» Provided entries
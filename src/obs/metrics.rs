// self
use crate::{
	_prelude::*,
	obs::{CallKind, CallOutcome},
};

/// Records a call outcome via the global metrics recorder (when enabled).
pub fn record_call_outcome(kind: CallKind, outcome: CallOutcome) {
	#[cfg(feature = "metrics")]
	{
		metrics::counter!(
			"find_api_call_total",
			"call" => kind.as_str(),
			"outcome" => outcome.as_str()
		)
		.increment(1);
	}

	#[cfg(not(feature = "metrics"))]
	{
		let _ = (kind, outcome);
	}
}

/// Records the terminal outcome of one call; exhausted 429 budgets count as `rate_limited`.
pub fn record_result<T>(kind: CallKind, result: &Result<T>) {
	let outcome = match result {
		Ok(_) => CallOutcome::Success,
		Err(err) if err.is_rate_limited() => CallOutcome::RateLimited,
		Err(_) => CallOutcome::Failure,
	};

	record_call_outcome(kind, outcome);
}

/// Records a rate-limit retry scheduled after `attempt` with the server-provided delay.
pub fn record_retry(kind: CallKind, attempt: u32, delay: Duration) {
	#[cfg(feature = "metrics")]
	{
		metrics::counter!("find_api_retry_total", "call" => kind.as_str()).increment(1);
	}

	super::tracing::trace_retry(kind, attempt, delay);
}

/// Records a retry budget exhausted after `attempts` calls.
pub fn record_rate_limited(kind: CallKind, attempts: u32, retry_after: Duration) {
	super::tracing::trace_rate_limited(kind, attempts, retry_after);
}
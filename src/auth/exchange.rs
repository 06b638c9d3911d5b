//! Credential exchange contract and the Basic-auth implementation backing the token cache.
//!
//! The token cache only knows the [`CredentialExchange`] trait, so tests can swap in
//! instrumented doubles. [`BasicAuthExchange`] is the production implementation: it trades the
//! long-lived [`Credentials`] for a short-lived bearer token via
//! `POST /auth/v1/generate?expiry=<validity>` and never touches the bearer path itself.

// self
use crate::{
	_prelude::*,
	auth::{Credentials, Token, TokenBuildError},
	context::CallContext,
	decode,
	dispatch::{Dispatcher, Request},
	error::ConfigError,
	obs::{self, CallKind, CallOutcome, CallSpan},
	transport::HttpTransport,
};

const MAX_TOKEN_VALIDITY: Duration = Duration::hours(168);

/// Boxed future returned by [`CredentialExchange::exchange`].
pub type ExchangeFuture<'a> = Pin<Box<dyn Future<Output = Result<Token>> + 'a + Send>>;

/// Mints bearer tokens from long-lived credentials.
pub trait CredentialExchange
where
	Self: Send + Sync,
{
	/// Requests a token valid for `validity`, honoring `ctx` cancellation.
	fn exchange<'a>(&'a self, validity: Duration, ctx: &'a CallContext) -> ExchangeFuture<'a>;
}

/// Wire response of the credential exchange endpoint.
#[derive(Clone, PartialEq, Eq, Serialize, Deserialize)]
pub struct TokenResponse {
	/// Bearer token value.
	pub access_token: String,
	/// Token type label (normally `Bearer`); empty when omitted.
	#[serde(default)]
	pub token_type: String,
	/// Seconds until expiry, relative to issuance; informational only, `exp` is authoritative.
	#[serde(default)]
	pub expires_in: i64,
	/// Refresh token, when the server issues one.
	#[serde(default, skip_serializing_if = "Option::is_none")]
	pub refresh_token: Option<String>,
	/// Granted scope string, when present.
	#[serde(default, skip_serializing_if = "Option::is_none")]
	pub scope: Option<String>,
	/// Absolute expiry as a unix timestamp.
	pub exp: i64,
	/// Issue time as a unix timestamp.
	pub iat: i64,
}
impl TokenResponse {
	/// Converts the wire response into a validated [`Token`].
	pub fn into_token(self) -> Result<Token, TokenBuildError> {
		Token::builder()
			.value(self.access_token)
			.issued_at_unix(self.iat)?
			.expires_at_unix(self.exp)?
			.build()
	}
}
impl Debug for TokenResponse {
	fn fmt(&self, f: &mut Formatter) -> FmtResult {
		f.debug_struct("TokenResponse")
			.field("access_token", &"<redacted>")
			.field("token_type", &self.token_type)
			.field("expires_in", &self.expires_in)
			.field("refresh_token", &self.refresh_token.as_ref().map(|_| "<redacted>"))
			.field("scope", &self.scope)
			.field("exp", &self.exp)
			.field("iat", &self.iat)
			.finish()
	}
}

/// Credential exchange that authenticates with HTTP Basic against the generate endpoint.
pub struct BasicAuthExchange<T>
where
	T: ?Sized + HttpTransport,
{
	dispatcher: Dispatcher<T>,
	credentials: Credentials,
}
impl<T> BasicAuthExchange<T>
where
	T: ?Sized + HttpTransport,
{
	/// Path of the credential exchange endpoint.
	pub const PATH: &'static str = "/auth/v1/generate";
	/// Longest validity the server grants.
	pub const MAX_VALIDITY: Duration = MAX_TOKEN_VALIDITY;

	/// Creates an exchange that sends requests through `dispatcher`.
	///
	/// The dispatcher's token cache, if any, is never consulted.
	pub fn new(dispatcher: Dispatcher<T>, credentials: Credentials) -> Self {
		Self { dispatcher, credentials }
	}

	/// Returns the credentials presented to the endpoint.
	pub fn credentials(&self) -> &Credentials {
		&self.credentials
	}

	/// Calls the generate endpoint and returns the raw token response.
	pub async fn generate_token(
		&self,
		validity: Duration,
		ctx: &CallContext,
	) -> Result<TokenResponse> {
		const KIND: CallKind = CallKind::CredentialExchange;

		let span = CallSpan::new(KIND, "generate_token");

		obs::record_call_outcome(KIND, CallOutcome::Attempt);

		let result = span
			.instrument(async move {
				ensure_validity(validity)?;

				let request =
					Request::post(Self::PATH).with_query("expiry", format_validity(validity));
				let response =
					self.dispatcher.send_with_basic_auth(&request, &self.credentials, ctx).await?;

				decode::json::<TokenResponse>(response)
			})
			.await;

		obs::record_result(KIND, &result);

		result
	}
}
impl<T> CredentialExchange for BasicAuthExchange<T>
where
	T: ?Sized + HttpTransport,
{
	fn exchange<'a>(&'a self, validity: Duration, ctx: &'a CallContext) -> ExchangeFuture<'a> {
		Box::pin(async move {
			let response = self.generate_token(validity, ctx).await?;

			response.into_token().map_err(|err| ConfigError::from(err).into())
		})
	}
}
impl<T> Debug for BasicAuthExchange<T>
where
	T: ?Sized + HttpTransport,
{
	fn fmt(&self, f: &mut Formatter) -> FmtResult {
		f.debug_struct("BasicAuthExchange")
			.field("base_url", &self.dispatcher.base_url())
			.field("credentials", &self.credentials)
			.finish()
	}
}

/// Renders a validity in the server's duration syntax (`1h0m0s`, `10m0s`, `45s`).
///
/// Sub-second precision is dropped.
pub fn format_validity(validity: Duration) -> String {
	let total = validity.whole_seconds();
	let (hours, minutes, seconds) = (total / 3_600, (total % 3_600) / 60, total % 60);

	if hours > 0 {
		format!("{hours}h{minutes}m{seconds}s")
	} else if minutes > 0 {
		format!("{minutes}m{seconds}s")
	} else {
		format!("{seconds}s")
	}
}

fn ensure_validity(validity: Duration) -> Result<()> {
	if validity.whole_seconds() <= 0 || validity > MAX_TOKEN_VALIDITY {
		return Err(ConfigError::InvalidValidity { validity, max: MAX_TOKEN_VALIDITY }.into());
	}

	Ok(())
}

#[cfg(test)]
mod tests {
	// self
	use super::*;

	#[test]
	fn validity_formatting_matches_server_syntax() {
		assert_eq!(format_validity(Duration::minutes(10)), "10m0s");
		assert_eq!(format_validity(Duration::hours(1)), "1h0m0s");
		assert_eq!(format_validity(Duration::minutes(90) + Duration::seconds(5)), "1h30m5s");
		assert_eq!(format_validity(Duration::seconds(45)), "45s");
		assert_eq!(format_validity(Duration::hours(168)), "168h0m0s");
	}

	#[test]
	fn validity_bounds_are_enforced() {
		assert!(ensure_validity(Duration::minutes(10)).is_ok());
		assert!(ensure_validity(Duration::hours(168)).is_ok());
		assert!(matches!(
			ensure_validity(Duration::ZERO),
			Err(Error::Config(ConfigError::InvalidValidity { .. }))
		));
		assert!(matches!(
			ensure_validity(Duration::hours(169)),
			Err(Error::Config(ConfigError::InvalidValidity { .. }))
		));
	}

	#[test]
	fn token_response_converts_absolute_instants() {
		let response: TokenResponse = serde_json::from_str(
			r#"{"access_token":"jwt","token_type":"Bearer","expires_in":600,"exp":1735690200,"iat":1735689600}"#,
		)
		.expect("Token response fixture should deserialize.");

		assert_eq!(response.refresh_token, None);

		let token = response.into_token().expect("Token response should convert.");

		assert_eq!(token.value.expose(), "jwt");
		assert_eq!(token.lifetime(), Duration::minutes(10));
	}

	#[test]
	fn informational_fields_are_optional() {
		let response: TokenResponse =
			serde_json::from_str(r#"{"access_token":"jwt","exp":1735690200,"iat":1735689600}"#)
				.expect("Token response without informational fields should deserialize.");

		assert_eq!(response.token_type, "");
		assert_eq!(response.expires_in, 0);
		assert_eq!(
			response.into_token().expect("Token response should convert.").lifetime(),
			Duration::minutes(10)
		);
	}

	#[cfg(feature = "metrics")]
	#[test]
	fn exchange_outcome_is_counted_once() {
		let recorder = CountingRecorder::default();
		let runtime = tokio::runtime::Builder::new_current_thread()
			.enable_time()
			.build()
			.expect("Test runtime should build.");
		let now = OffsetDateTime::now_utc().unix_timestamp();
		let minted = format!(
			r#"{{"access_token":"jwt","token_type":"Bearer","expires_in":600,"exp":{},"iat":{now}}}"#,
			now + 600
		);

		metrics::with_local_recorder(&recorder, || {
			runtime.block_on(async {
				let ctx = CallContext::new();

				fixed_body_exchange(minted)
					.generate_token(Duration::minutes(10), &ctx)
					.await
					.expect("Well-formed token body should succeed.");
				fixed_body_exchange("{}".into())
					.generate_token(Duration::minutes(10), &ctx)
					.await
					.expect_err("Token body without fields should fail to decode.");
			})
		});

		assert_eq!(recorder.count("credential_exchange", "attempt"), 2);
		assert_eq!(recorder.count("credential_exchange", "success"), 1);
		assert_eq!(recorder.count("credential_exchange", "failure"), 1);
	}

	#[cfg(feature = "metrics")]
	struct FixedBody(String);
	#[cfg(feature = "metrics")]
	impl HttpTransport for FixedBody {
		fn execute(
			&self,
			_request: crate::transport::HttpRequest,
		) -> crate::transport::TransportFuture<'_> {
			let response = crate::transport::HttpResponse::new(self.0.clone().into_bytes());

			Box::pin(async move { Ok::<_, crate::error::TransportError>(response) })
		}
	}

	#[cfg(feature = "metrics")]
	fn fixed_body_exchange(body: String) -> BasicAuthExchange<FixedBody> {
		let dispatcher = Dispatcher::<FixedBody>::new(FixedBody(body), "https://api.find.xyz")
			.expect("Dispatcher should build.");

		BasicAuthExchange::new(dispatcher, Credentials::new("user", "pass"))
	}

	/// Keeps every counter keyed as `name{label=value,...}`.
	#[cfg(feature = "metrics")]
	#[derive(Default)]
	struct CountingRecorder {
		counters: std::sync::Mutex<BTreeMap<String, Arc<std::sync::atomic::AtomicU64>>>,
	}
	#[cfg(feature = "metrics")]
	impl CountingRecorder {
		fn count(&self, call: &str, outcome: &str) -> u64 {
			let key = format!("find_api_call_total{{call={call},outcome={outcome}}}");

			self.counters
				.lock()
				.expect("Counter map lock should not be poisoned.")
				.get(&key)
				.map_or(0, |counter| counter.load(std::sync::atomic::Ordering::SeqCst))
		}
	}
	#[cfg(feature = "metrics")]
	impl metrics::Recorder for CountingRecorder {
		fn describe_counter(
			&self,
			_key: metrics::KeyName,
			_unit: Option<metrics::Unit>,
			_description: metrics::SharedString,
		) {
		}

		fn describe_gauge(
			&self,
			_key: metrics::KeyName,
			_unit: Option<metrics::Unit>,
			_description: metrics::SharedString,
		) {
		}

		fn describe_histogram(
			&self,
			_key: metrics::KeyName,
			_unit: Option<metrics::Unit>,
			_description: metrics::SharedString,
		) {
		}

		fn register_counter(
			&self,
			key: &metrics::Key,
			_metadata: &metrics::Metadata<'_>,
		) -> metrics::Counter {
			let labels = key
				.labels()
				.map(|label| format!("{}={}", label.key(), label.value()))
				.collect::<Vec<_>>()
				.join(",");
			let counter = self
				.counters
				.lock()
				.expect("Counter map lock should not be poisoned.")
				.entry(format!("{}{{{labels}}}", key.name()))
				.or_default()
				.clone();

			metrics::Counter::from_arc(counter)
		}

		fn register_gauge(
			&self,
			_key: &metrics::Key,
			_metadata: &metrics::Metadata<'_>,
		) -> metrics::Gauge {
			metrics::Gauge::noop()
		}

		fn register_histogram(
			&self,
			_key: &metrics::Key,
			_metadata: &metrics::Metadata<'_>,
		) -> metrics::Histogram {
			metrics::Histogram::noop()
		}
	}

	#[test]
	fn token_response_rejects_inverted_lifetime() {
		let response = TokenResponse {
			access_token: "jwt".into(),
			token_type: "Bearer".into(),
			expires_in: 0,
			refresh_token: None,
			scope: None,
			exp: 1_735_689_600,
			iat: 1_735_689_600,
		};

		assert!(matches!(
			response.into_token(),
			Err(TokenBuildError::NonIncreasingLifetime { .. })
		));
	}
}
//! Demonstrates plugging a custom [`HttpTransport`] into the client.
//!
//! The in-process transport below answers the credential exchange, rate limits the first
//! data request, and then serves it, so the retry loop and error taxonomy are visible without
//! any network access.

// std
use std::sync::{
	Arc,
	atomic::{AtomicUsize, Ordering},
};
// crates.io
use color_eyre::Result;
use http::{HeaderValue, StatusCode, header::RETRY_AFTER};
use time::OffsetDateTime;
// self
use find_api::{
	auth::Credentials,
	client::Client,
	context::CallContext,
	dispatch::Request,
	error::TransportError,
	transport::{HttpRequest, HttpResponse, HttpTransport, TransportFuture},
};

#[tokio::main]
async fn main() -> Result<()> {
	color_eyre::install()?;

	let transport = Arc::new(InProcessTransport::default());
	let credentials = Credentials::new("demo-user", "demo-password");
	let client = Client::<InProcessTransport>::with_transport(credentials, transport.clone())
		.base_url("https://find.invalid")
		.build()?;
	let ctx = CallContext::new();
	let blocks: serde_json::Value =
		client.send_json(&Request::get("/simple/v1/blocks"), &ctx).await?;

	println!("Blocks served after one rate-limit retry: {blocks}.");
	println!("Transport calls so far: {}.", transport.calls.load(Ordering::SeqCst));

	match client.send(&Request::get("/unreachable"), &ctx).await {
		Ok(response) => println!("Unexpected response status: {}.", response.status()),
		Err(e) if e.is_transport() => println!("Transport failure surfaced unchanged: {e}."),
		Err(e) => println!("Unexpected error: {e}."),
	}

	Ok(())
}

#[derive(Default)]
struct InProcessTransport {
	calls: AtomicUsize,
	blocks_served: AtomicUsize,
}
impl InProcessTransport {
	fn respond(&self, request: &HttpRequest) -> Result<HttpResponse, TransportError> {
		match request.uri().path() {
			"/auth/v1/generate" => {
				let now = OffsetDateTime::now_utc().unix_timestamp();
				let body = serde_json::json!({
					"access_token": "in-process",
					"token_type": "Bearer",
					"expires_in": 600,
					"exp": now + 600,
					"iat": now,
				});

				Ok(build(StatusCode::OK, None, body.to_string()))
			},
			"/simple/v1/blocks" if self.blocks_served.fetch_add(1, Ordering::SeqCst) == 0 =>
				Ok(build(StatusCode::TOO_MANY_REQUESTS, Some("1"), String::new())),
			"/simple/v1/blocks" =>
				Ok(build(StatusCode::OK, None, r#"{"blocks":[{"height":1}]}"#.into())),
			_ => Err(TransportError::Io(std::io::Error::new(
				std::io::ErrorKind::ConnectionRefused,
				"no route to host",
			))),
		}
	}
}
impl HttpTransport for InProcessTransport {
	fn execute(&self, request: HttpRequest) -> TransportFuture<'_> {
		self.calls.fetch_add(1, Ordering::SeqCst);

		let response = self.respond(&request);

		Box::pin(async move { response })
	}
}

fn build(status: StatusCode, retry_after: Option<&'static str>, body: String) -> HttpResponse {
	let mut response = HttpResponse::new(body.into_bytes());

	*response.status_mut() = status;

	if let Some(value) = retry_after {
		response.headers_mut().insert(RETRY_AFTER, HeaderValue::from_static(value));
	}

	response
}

» Activity
Copy each line of the data that contains the word "FixedBody".

» Solved exercise
	struct FixedBody(String);
	impl HttpTransport for FixedBody {
	fn fixed_body_exchange(body: String) -> BasicAuthExchange<FixedBody> {
		let dispatcher = Dispatcher::<FixedBody>::new(FixedBody(body), "https://api.find.xyz")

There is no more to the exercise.